I still think that the black people like the blues—the original blues, the T-Bone Walker blues. I don’t think they’re growing out of that or ever should grow out of it, until the blues is killed, you know, until the reason for the blues has died away. It shouldn’t be a sudden change, it should be a gradual progress of society to rid itself of the things that causes the blues.
INTERVIEWER: You see, you as one of the most outstanding representatives of the jazz world, how do you view, how do you visualize, this new revamping of gospels and spirituals here in the States?
MINGUS: Revamping? It’s Madison Avenue doing that. Gospel went away in a sense, but it never went away for the people who liked it. They still bought the records and listened to Mahalia Jackson, things like that. And we haven’t lost any jazz fans, it just seemed that way [because jazz] wasn’t publicized. The concert I just gave at Philharmonic Hall proved we never lost anybody. We had three thousand people. (I give Bill Cosby five hundred because he wasn’t actually performing) and most people just came to hear the music. I’m saying that, uhh, I never lost any fans. I stopped recording, but the people never forgot, the ones who originally heard the music.
I’m not sure I could put it on a competitive basis because I don’t know if an artistic music is supposed to appeal to masses of people. The black masses didn’t go for our song; America went for it, but those were mainly white people. The black people still was for gospel music, and, uhh, blues, not rock. They used to call it race music, way back in the ‘30s and ‘40s. Then they called it rhythm and blues. And later, country and folk which was for the white people. [To me:] Do you remember those days—were you around then?—country folk music?
And then one day they kind of amalgamated all of it—Madison Avenue did—because the thing was to sell to both black and white, and jazz would not have sold if they had kept on pressing rhythm and blues records. But you can’t beat the system. Right now if one company had enough guts to stay with the rhythm and blues and with the country and western—you got a lot of cowboys who still want country and western only. My mother used to listen to cowboy music, what they call country and western, and she wasn’t white.
INTERVIEWER: What part of the country was that?
MINGUS: I was born in Arizona and lived in Watts. And that’s why I know the Watts riot was a fake. Many of my friends were out there, and Peter Thompson and Dr. Ferguson—they don’t even mind their names being called—when they saw the riot happening, one of these guys was a doctor and he went to his roof to get his gun to protect himself from the people who were starting to riot.
It was strangers, black people breaking down doors of groceries and stores, and they disappeared immediately on a truck. It was very organized, like a strategic plan. And as soon as they got on the truck, three, four, five minutes later, in come the police shooting at everybody that was black. So, as I was gonna say, it was a Madison Avenue race riot in Watts. A few people would say Newark  was the same way. . . .
INTERVIEWER: An awful lot of black intellectuals say [musicians should] bring the African tunes, you know, from Africa. For example, I’m speaking in terms of a musician like Quincy Jones, like Ornette Coleman—they have gone to Africa and then they wrote some music stating their inspiration had been African, like Mataculari or something, it’s the name of one of the latest LPs [Gula Matari] by Quincy Jones. How credible is that supposed to be for you?

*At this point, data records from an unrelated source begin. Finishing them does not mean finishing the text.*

//! Database repositories
//!
//! Repositories handle all direct database interactions.

pub mod problem_file_repo;
pub mod problem_repo;
pub mod test_repo;
pub mod user_repo;

pub use problem_file_repo::ProblemFileRepository;
pub use problem_repo::{NewProblem, ProblemChanges, ProblemRepository};
pub use test_repo::TestRepository;
pub use user_repo::UserRepository;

MINGUS: [Calmly, not provocatively] I don’t know what they’re talking about, but I’ve been exposed to African music for about forty years. I’m trying to think—l know they’ve got music of the Bushmen on records, but I was never there. But I found that they’re making a lot of these records right here in Harlem.

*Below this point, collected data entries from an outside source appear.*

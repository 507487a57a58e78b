//! Child process execution with captured output and a hard timeout

use std::ffi::{OsStr, OsString};
use std::path::{Path, PathBuf};
use std::process::Stdio;
use std::time::{Duration, Instant};

use tokio::io::AsyncWriteExt;
use tokio::process::Command;
use tokio::time::timeout;

use crate::{
    constants::MAX_DIAGNOSTIC_CHARS,
    error::{AppError, AppResult},
};

/// A command line plus the directory it runs in
#[derive(Debug, Clone, PartialEq, Eq)]
pub struct Invocation {
    program: PathBuf,
    args: Vec<OsString>,
    cwd: Option<PathBuf>,
}

impl Invocation {
    pub fn new(program: impl AsRef<Path>) -> Self {
        Self {
            program: program.as_ref().to_path_buf(),
            args: Vec::new(),
            cwd: None,
        }
    }

    pub fn arg(mut self, arg: impl AsRef<OsStr>) -> Self {
        self.args.push(arg.as_ref().to_os_string());
        self
    }

    pub fn args<I, S>(mut self, args: I) -> Self
    where
        I: IntoIterator<Item = S>,
        S: AsRef<OsStr>,
    {
        self.args
            .extend(args.into_iter().map(|a| a.as_ref().to_os_string()));
        self
    }

    pub fn current_dir(mut self, dir: impl Into<PathBuf>) -> Self {
        self.cwd = Some(dir.into());
        self
    }

    pub fn program(&self) -> &Path {
        &self.program
    }

    pub fn arguments(&self) -> &[OsString] {
        &self.args
    }

    pub fn working_dir(&self) -> Option<&Path> {
        self.cwd.as_deref()
    }
}

/// Captured result of a finished process
#[derive(Debug)]
pub struct ProcessOutput {
    pub stdout: String,
    pub stderr: String,
    /// `None` when the process was killed by a signal
    pub exit_code: Option<i32>,
    pub elapsed: Duration,
}

impl ProcessOutput {
    pub fn success(&self) -> bool {
        self.exit_code == Some(0)
    }

    /// Standard output without trailing whitespace, as it is stored.
    ///
    /// Text columns cannot hold NUL, so output containing one is an
    /// `ExecutionError` of this run.
    pub fn stored_stdout(&self) -> AppResult<String> {
        if self.stdout.contains('\0') {
            return Err(AppError::ExecutionError(
                "Output contains a NUL byte".to_string(),
            ));
        }
        Ok(self.stdout.trim_end().to_string())
    }

    /// Describe a failed run for logs and error messages
    pub fn failure_summary(&self) -> String {
        let status = match self.exit_code {
            Some(code) => format!("exited with code {}", code),
            None => "killed by signal".to_string(),
        };
        let stderr = self.stderr.trim();
        if stderr.is_empty() {
            format!("Process {}", status)
        } else {
            format!(
                "Process {}: {}",
                status,
                stderr.chars().take(MAX_DIAGNOSTIC_CHARS).collect::<String>()
            )
        }
    }
}

/// Run a process to completion.
///
/// `stdin` is written to the child and then closed; without it the child gets
/// an empty standard input. If `limit` elapses first the child is killed and
/// `Timeout` is returned. A non-zero exit is not an error here.
pub async fn run(
    invocation: &Invocation,
    stdin: Option<&str>,
    limit: Duration,
) -> AppResult<ProcessOutput> {
    let mut command = Command::new(&invocation.program);
    command
        .args(&invocation.args)
        .stdin(if stdin.is_some() {
            Stdio::piped()
        } else {
            Stdio::null()
        })
        .stdout(Stdio::piped())
        .stderr(Stdio::piped())
        .kill_on_drop(true);

    if let Some(dir) = &invocation.cwd {
        command.current_dir(dir);
    }

    let start = Instant::now();
    let mut child = command.spawn().map_err(|e| {
        AppError::ExecutionError(format!(
            "Failed to start {}: {}",
            invocation.program.display(),
            e
        ))
    })?;

    if let (Some(data), Some(mut pipe)) = (stdin, child.stdin.take()) {
        let data = data.as_bytes().to_vec();
        // Written concurrently so a child filling its stdout pipe cannot deadlock us.
        // A child that exits without reading yields a broken pipe, which is fine.
        tokio::spawn(async move {
            if let Err(e) = pipe.write_all(&data).await {
                tracing::trace!(error = %e, "Child closed stdin early");
            }
        });
    }

    // Dropping the future on timeout drops the child, and kill_on_drop reaps it
    let output = match timeout(limit, child.wait_with_output()).await {
        Ok(Ok(output)) => output,
        Ok(Err(e)) => {
            return Err(AppError::ExecutionError(format!(
                "Failed to wait for {}: {}",
                invocation.program.display(),
                e
            )));
        }
        Err(_) => {
            tracing::debug!(
                program = %invocation.program.display(),
                limit_ms = limit.as_millis() as u64,
                "Process timed out and was killed"
            );
            return Err(AppError::Timeout(limit.as_millis() as u64));
        }
    };

    Ok(ProcessOutput {
        stdout: String::from_utf8_lossy(&output.stdout).into_owned(),
        stderr: String::from_utf8_lossy(&output.stderr).into_owned(),
        exit_code: output.status.code(),
        elapsed: start.elapsed(),
    })
}

#[cfg(test)]
mod tests {
    use super::*;

    fn sh(script: &str) -> Invocation {
        Invocation::new("sh").arg("-c").arg(script)
    }

    #[tokio::test]
    async fn test_captures_stdout_and_exit_code() {
        let output = run(&sh("echo '5 3'; echo oops >&2; exit 0"), None, Duration::from_secs(5))
            .await
            .unwrap();

        assert!(output.success());
        assert_eq!(output.stdout, "5 3\n");
        assert_eq!(output.stderr, "oops\n");
    }

    #[tokio::test]
    async fn test_pipes_stdin() {
        let output = run(&sh("read a b; echo $((a + b))"), Some("5 3"), Duration::from_secs(5))
            .await
            .unwrap();

        assert_eq!(output.stdout.trim_end(), "8");
    }

    #[tokio::test]
    async fn test_non_zero_exit_is_returned_as_data() {
        let output = run(&sh("echo broken >&2; exit 3"), None, Duration::from_secs(5))
            .await
            .unwrap();

        assert!(!output.success());
        assert_eq!(output.exit_code, Some(3));
        assert_eq!(output.failure_summary(), "Process exited with code 3: broken");
    }

    #[tokio::test]
    async fn test_stored_stdout_trims_and_rejects_nul() {
        let output = run(&sh("printf '5 3 \\n\\n'"), None, Duration::from_secs(5))
            .await
            .unwrap();
        assert_eq!(output.stored_stdout().unwrap(), "5 3");

        let output = run(&sh("printf 'a\\0b'"), None, Duration::from_secs(5))
            .await
            .unwrap();
        assert_eq!(output.stdout, "a\0b");
        assert!(matches!(output.stored_stdout(), Err(AppError::ExecutionError(_))));
    }

    #[tokio::test]
    async fn test_timeout_kills_process() {
        let start = Instant::now();
        let err = run(&sh("sleep 5"), None, Duration::from_millis(200))
            .await
            .unwrap_err();

        assert!(matches!(err, AppError::Timeout(200)));
        assert!(start.elapsed() < Duration::from_secs(4));
    }

    #[tokio::test]
    async fn test_missing_program_is_execution_error() {
        let invocation = Invocation::new("/nonexistent/bin/generator-7c1e");
        let err = run(&invocation, None, Duration::from_secs(1)).await.unwrap_err();
        assert!(matches!(err, AppError::ExecutionError(_)));
    }

    #[tokio::test]
    async fn test_runs_in_working_directory() {
        let dir = tempfile::tempdir().unwrap();
        let invocation = sh("pwd").current_dir(dir.path());
        let output = run(&invocation, None, Duration::from_secs(5)).await.unwrap();

        let reported = PathBuf::from(output.stdout.trim_end());
        assert_eq!(
            reported.canonicalize().unwrap(),
            dir.path().canonicalize().unwrap()
        );
    }
}
//! Test group model

use chrono::{DateTime, Utc};
use serde::{Deserialize, Serialize};
use sqlx::FromRow;
use uuid::Uuid;

/// Named partition of a problem's test cases sharing a point value
#[derive(Debug, Clone, FromRow, Serialize, Deserialize)]
#[serde(rename_all = "camelCase")]
pub struct TestGroup {
    pub id: Uuid,
    pub problem_id: Uuid,
    pub name: String,
    pub points: i32,
    pub is_sample: bool,
    pub created_at: DateTime<Utc>,
}
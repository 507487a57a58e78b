//! Test data handler implementations

use axum::{
    extract::{Path, State},
    Json,
};
use uuid::Uuid;
use validator::Validate;

use crate::{
    error::AppResult,
    handlers::{problems::MessageResponse, AppJson},
    middleware::auth::AuthenticatedUser,
    services::TestService,
    state::AppState,
};

use super::{
    request::{GenerateOutputsRequest, GenerateTestsRequest},
    response::{GenerateOutputsResponse, GenerateTestsResponse, TestsListResponse},
};

/// Run a generator to create test inputs
pub async fn generate_tests(
    State(state): State<AppState>,
    auth_user: AuthenticatedUser,
    Path(id): Path<Uuid>,
    AppJson(payload): AppJson<GenerateTestsRequest>,
) -> AppResult<Json<GenerateTestsResponse>> {
    payload.validate()?;

    let outcome = TestService::generate_tests(
        state.db(),
        &state.pipeline(),
        &id,
        &auth_user.id,
        payload.generator_file.as_deref(),
        payload.test_count,
        &payload.group_name,
    )
    .await?;

    Ok(Json(GenerateTestsResponse {
        message: format!("Generated {} test case(s)", outcome.test_cases.len()),
        test_cases: outcome.test_cases,
        test_group_id: outcome.test_group_id,
        failures: outcome.skipped,
    }))
}

/// Run a solution to fill in expected outputs
pub async fn generate_outputs(
    State(state): State<AppState>,
    auth_user: AuthenticatedUser,
    Path(id): Path<Uuid>,
    AppJson(payload): AppJson<GenerateOutputsRequest>,
) -> AppResult<Json<GenerateOutputsResponse>> {
    let outcome = TestService::generate_outputs(
        state.db(),
        &state.pipeline(),
        &id,
        &auth_user.id,
        payload.solution_file.as_deref(),
    )
    .await?;

    Ok(Json(GenerateOutputsResponse {
        message: format!("Generated outputs for {} test case(s)", outcome.test_cases.len()),
        test_cases: outcome.test_cases,
        failures: outcome.skipped,
    }))
}

/// List groups and cases
pub async fn list_tests(
    State(state): State<AppState>,
    auth_user: AuthenticatedUser,
    Path(id): Path<Uuid>,
) -> AppResult<Json<TestsListResponse>> {
    let (test_groups, test_cases) = TestService::list_tests(state.db(), &id, &auth_user.id).await?;
    Ok(Json(TestsListResponse {
        test_groups,
        test_cases,
    }))
}

/// Delete one test case
pub async fn delete_test(
    State(state): State<AppState>,
    auth_user: AuthenticatedUser,
    Path((id, test_id)): Path<(Uuid, Uuid)>,
) -> AppResult<Json<MessageResponse>> {
    TestService::delete_test(state.db(), &id, &test_id, &auth_user.id).await?;

    Ok(Json(MessageResponse {
        message: "Test case deleted successfully".to_string(),
    }))
}
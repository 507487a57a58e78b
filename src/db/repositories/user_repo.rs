//! User repository

use sqlx::PgPool;
use uuid::Uuid;

use crate::{error::AppResult, models::User};

/// Repository for user database operations
pub struct UserRepository;

impl UserRepository {
    /// Create a new user
    pub async fn create(
        pool: &PgPool,
        username: &str,
        email: &str,
        password_hash: &str,
        full_name: Option<&str>,
    ) -> AppResult<User> {
        let user = sqlx::query_as::<_, User>(
            r#"
            INSERT INTO users (username, email, password_hash, full_name)
            VALUES ($1, $2, $3, $4)
            RETURNING *
            "#,
        )
        .bind(username)
        .bind(email)
        .bind(password_hash)
        .bind(full_name)
        .fetch_one(pool)
        .await?;

        Ok(user)
    }

    /// Find user by ID
    pub async fn find_by_id(pool: &PgPool, id: &Uuid) -> AppResult<Option<User>> {
        let user = sqlx::query_as::<_, User>(r#"SELECT * FROM users WHERE id = $1"#)
            .bind(id)
            .fetch_optional(pool)
            .await?;

        Ok(user)
    }

    /// Find user by username
    pub async fn find_by_username(pool: &PgPool, username: &str) -> AppResult<Option<User>> {
        let user = sqlx::query_as::<_, User>(r#"SELECT * FROM users WHERE username = $1"#)
            .bind(username)
            .fetch_optional(pool)
            .await?;

        Ok(user)
    }

    /// Find user by email
    pub async fn find_by_email(pool: &PgPool, email: &str) -> AppResult<Option<User>> {
        let user = sqlx::query_as::<_, User>(r#"SELECT * FROM users WHERE email = $1"#)
            .bind(email)
            .fetch_optional(pool)
            .await?;

        Ok(user)
    }
}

INTERVIEWER: Excuse me, where did you go to?
MINGUS: This was in California.
INTERVIEWER: No, no, I mean for the Bushmen music?
MINGUS: This was, I’m trying to think where it was, South Africa, Bushland. A friend of mine in Mill Valley named Farwell Taylor always used to play African music for many years. He had this huge drum that he used to sit on. It was kind of like a drum in the shape of a tree, and you blow into it. I used to know the names of the tribes of music, but it’s been so many years ago, I’ve forgotten.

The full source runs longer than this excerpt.